▸ Exercise directions
Type the entries again, word for word.

(Saved data entries)
====

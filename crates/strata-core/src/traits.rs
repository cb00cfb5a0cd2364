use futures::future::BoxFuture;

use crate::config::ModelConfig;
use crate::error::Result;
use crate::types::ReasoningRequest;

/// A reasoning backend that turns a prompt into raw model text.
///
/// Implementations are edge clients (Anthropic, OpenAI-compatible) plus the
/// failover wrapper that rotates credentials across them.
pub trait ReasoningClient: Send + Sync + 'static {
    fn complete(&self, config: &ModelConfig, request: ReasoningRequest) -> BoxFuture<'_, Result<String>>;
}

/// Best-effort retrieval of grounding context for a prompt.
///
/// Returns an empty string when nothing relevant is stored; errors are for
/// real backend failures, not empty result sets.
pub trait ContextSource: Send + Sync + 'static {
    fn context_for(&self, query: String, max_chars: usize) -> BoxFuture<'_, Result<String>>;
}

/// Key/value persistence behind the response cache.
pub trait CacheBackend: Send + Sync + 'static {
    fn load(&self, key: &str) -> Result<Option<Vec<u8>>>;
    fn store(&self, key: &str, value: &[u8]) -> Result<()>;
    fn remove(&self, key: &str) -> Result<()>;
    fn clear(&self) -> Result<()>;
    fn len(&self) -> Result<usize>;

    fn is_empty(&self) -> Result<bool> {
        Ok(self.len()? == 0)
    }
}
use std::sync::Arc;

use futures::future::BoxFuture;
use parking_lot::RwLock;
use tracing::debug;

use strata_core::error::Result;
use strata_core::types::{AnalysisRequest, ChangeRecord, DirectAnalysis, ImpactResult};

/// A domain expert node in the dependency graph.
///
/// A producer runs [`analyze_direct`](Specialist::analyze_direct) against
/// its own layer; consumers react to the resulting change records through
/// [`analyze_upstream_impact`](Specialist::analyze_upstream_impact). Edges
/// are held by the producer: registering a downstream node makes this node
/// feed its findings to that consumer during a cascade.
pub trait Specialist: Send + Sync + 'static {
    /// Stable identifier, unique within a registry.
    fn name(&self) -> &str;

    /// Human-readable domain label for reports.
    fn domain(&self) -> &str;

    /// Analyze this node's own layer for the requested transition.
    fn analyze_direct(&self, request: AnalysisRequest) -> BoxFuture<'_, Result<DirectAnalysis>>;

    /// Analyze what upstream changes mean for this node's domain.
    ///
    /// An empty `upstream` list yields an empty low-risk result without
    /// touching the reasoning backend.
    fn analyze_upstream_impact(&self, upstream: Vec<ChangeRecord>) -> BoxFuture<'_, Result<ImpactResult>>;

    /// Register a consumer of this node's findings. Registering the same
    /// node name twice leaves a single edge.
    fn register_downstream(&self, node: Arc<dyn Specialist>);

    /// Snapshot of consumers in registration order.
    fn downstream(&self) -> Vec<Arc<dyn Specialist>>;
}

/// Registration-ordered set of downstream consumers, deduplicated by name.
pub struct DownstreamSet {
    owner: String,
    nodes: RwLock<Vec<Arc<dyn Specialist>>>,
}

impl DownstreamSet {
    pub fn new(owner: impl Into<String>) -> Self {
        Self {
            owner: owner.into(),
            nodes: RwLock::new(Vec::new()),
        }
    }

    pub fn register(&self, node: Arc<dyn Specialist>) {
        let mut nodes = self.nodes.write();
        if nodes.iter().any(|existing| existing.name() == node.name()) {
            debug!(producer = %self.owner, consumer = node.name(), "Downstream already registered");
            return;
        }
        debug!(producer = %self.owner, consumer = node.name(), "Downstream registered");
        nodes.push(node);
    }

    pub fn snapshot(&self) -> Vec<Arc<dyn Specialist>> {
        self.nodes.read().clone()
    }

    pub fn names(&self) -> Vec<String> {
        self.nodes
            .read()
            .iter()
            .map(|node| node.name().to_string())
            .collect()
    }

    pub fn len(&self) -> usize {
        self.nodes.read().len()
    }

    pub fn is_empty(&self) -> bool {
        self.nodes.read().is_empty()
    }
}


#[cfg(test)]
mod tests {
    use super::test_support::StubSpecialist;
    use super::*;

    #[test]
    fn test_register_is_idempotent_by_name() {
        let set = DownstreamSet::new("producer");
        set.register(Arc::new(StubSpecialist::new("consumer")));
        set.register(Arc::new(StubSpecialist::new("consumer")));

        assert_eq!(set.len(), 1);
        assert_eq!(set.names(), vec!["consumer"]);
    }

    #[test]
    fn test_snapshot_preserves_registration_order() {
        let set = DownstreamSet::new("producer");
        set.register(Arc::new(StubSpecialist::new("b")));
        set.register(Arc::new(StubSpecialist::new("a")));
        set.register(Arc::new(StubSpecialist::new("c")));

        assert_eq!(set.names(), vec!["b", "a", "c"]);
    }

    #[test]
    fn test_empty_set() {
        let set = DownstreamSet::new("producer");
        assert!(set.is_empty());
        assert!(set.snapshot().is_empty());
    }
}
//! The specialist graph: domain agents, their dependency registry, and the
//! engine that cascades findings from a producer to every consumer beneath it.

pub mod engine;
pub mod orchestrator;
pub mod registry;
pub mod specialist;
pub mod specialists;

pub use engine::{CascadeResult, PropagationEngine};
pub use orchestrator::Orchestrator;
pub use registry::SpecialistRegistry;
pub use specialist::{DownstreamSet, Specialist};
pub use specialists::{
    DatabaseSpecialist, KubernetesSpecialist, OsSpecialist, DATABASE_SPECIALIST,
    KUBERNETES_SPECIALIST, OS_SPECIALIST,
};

====

▸ Task output
filename crates/strata-core/src/traits.rs
repository cb00cfb5a0cd2364
use futures::future::BoxFuture;

use crate::config::ModelConfig;
use crate::error::Result;
use crate::types::ReasoningRequest;

/// A reasoning backend that turns a prompt into raw model text.
///
/// Implementations are edge clients (Anthropic, OpenAI-compatible) plus the
/// failover wrapper that rotates credentials across them.
pub trait ReasoningClient: Send + Sync + 'static {
    fn complete(&self, config: &ModelConfig, request: ReasoningRequest) -> BoxFuture<'_, Result<String>>;
}

/// Best-effort retrieval of grounding context for a prompt.
///
/// Returns an empty string when nothing relevant is stored; errors are for
/// real backend failures, not empty result sets.
pub trait ContextSource: Send + Sync + 'static {
    fn context_for(&self, query: String, max_chars: usize) -> BoxFuture<'_, Result<String>>;
}

/// Key/value persistence behind the response cache.
pub trait CacheBackend: Send + Sync + 'static {
    fn load(&self, key: &str) -> Result<Option<Vec<u8>>>;
    fn store(&self, key: &str, value: &[u8]) -> Result<()>;
    fn remove(&self, key: &str) -> Result<()>;
    fn clear(&self) -> Result<()>;
    fn len(&self) -> Result<usize>;

    fn is_empty(&self) -> Result<bool> {
        Ok(self.len()? == 0)
    }
}
use std::sync::Arc;

use futures::future::BoxFuture;
use parking_lot::RwLock;
use tracing::debug;

use strata_core::error::Result;
use strata_core::types::{AnalysisRequest, ChangeRecord, DirectAnalysis, ImpactResult};

/// A domain expert node in the dependency graph.
///
/// A producer runs [`analyze_direct`](Specialist::analyze_direct) against
/// its own layer; consumers react to the resulting change records through
/// [`analyze_upstream_impact`](Specialist::analyze_upstream_impact). Edges
/// are held by the producer: registering a downstream node makes this node
/// feed its findings to that consumer during a cascade.
pub trait Specialist: Send + Sync + 'static {
    /// Stable identifier, unique within a registry.
    fn name(&self) -> &str;

    /// Human-readable domain label for reports.
    fn domain(&self) -> &str;

    /// Analyze this node's own layer for the requested transition.
    fn analyze_direct(&self, request: AnalysisRequest) -> BoxFuture<'_, Result<DirectAnalysis>>;

    /// Analyze what upstream changes mean for this node's domain.
    ///
    /// An empty `upstream` list yields an empty low-risk result without
    /// touching the reasoning backend.
    fn analyze_upstream_impact(&self, upstream: Vec<ChangeRecord>) -> BoxFuture<'_, Result<ImpactResult>>;

    /// Register a consumer of this node's findings. Registering the same
    /// node name twice leaves a single edge.
    fn register_downstream(&self, node: Arc<dyn Specialist>);

    /// Snapshot of consumers in registration order.
    fn downstream(&self) -> Vec<Arc<dyn Specialist>>;
}

/// Registration-ordered set of downstream consumers, deduplicated by name.
pub struct DownstreamSet {
    owner: String,
    nodes: RwLock<Vec<Arc<dyn Specialist>>>,
}

impl DownstreamSet {
    pub fn new(owner: impl Into<String>) -> Self {
        Self {
            owner: owner.into(),
            nodes: RwLock::new(Vec::new()),
        }
    }

    pub fn register(&self, node: Arc<dyn Specialist>) {
        let mut nodes = self.nodes.write();
        if nodes.iter().any(|existing| existing.name() == node.name()) {
            debug!(producer = %self.owner, consumer = node.name(), "Downstream already registered");
            return;
        }
        debug!(producer = %self.owner, consumer = node.name(), "Downstream registered");
        nodes.push(node);
    }

    pub fn snapshot(&self) -> Vec<Arc<dyn Specialist>> {
        self.nodes.read().clone()
    }

    pub fn names(&self) -> Vec<String> {
        self.nodes
            .read()
            .iter()
            .map(|node| node.name().to_string())
            .collect()
    }

    pub fn len(&self) -> usize {
        self.nodes.read().len()
    }

    pub fn is_empty(&self) -> bool {
        self.nodes.read().is_empty()
    }
}


#[cfg(test)]
mod tests {
    use super::test_support::StubSpecialist;
    use super::*;

    #[test]
    fn test_register_is_idempotent_by_name() {
        let set = DownstreamSet::new("producer");
        set.register(Arc::new(StubSpecialist::new("consumer")));
        set.register(Arc::new(StubSpecialist::new("consumer")));

        assert_eq!(set.len(), 1);
        assert_eq!(set.names(), vec!["consumer"]);
    }

    #[test]
    fn test_snapshot_preserves_registration_order() {
        let set = DownstreamSet::new("producer");
        set.register(Arc::new(StubSpecialist::new("b")));
        set.register(Arc::new(StubSpecialist::new("a")));
        set.register(Arc::new(StubSpecialist::new("c")));

        assert_eq!(set.names(), vec!["b", "a", "c"]);
    }

    #[test]
    fn test_empty_set() {
        let set = DownstreamSet::new("producer");
        assert!(set.is_empty());
        assert!(set.snapshot().is_empty());
    }
}
//! The specialist graph: domain agents, their dependency registry, and the
//! engine that cascades findings from a producer to every consumer beneath it.

pub mod engine;
pub mod orchestrator;
pub mod registry;
pub mod specialist;
pub mod specialists;

pub use engine::{CascadeResult, PropagationEngine};
pub use orchestrator::Orchestrator;
pub use registry::SpecialistRegistry;
pub use specialist::{DownstreamSet, Specialist};
pub use specialists::{
    DatabaseSpecialist, KubernetesSpecialist, OsSpecialist, DATABASE_SPECIALIST,
    KUBERNETES_SPECIALIST, OS_SPECIALIST,
};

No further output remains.